** WORK REQUIRED **
Your answer should be each line of the entries that contains the word "Uuid", copied in full.

** MATERIAL TO PROCESS **
Start of Block

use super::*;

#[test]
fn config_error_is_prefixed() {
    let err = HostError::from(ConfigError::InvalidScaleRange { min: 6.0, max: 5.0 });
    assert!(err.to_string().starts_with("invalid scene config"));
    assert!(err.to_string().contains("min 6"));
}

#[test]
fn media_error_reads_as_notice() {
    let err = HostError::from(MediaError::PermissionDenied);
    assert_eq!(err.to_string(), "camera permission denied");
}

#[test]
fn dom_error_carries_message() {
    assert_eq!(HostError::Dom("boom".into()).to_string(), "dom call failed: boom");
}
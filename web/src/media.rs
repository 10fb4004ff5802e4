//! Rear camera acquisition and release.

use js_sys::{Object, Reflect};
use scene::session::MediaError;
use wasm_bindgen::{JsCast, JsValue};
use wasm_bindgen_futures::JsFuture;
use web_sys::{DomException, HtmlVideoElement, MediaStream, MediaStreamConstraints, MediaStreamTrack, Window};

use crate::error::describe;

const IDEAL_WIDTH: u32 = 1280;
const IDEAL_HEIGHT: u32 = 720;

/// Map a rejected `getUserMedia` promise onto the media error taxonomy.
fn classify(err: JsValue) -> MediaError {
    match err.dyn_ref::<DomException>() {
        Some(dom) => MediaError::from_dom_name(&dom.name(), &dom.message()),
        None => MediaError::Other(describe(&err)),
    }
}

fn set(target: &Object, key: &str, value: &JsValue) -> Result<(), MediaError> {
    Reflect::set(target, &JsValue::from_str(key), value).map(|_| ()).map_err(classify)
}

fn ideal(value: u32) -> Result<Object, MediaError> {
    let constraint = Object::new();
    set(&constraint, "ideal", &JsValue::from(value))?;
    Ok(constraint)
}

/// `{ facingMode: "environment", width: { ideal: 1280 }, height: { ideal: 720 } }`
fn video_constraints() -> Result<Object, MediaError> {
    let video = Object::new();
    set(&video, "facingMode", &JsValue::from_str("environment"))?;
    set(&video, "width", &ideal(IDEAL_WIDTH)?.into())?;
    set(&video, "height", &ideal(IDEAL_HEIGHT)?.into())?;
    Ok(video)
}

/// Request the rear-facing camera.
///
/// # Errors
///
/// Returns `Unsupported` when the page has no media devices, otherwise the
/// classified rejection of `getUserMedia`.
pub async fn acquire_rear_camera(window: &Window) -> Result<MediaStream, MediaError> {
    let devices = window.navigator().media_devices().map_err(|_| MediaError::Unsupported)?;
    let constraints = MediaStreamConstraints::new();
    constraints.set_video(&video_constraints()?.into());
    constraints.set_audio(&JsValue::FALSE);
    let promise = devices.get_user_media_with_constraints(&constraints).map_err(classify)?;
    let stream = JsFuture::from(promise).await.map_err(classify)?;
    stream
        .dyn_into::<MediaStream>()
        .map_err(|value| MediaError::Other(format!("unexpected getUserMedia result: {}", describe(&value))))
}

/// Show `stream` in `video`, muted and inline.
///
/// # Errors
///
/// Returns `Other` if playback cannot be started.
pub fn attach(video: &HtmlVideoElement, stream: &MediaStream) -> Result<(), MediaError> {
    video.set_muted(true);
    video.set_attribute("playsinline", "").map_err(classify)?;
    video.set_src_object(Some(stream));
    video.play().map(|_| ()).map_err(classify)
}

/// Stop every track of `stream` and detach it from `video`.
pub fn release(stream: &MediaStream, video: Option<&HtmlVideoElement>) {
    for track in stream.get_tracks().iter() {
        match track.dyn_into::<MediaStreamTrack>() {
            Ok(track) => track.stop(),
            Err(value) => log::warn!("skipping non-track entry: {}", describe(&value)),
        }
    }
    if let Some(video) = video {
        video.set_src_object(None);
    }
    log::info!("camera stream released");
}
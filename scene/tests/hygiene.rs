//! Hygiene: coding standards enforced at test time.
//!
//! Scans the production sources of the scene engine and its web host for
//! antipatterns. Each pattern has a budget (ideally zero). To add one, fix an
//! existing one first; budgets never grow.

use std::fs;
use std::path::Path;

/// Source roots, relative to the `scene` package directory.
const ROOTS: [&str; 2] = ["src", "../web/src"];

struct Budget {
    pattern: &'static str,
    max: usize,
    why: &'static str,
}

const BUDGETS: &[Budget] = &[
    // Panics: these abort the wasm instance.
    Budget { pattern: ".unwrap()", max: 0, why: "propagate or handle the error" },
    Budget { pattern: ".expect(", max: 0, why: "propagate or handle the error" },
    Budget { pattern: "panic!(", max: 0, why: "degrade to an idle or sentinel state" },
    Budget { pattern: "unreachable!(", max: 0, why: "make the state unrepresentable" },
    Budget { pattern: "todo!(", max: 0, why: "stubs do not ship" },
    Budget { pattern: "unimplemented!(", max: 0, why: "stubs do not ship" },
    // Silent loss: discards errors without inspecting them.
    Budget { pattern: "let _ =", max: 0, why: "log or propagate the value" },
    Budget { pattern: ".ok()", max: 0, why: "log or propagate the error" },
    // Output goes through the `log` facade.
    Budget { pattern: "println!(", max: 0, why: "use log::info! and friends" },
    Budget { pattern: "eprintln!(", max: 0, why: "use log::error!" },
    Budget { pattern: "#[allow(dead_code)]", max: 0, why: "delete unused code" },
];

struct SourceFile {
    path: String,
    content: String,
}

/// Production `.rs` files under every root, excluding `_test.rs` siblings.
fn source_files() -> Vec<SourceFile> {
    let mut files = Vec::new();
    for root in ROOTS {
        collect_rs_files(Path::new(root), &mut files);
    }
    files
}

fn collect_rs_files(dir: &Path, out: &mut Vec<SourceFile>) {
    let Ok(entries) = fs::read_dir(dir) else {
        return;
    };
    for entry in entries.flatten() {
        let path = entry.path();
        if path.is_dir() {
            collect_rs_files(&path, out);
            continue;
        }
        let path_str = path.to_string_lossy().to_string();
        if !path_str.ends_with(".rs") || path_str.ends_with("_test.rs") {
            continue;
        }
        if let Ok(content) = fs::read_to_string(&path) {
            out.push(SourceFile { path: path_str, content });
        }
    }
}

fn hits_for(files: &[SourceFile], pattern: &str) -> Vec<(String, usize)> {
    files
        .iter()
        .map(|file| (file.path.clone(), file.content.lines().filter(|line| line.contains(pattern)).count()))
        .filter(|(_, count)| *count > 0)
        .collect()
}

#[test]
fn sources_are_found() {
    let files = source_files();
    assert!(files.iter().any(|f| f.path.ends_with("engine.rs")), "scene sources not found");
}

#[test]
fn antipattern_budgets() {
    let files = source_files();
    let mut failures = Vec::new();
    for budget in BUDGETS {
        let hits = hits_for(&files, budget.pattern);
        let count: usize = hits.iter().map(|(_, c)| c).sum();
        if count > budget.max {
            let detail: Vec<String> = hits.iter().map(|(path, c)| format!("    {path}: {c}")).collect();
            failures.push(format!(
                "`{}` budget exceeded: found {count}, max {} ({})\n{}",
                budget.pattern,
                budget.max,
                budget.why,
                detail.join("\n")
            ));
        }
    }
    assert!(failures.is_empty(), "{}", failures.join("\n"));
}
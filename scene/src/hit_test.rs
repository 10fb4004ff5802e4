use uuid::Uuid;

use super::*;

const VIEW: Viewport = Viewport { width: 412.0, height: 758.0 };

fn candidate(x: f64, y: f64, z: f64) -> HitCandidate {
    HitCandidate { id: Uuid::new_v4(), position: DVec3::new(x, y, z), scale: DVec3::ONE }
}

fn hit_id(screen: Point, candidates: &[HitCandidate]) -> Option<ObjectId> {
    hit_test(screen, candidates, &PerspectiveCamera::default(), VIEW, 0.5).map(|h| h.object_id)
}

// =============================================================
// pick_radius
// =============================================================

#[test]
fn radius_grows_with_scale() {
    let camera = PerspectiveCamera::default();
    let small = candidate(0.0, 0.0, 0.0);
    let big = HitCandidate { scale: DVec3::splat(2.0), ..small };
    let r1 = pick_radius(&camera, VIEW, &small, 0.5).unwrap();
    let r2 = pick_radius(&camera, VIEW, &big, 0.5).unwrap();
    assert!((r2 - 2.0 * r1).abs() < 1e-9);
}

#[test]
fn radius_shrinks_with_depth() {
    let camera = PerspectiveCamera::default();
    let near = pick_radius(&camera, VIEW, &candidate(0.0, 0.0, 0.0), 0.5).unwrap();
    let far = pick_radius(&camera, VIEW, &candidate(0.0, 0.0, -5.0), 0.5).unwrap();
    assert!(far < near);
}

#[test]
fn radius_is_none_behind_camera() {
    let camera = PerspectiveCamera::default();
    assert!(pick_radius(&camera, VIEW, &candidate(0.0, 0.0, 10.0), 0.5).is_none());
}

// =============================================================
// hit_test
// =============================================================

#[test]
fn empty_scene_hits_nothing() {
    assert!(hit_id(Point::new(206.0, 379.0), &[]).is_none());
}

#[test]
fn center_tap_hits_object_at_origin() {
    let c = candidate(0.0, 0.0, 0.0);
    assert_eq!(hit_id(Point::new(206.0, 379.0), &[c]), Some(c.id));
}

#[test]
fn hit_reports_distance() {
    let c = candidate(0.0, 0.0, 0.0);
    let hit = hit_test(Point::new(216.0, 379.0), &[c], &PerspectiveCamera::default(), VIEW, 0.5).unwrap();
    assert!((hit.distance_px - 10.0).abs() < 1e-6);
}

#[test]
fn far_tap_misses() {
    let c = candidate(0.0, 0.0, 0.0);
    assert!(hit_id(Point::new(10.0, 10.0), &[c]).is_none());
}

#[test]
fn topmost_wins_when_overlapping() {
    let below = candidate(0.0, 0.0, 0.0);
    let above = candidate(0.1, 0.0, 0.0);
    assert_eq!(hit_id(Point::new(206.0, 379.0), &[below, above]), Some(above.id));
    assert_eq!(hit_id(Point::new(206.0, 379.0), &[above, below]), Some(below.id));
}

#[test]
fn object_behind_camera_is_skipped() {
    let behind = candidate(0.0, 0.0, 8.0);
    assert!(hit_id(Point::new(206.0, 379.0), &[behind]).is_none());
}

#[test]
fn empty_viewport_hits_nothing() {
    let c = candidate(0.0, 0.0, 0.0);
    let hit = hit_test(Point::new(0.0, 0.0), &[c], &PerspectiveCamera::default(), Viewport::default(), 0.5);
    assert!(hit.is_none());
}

End of Block

** WORKED SOLUTION **
use uuid::Uuid;
    HitCandidate { id: Uuid::new_v4(), position: DVec3::new(x, y, z), scale: DVec3::ONE }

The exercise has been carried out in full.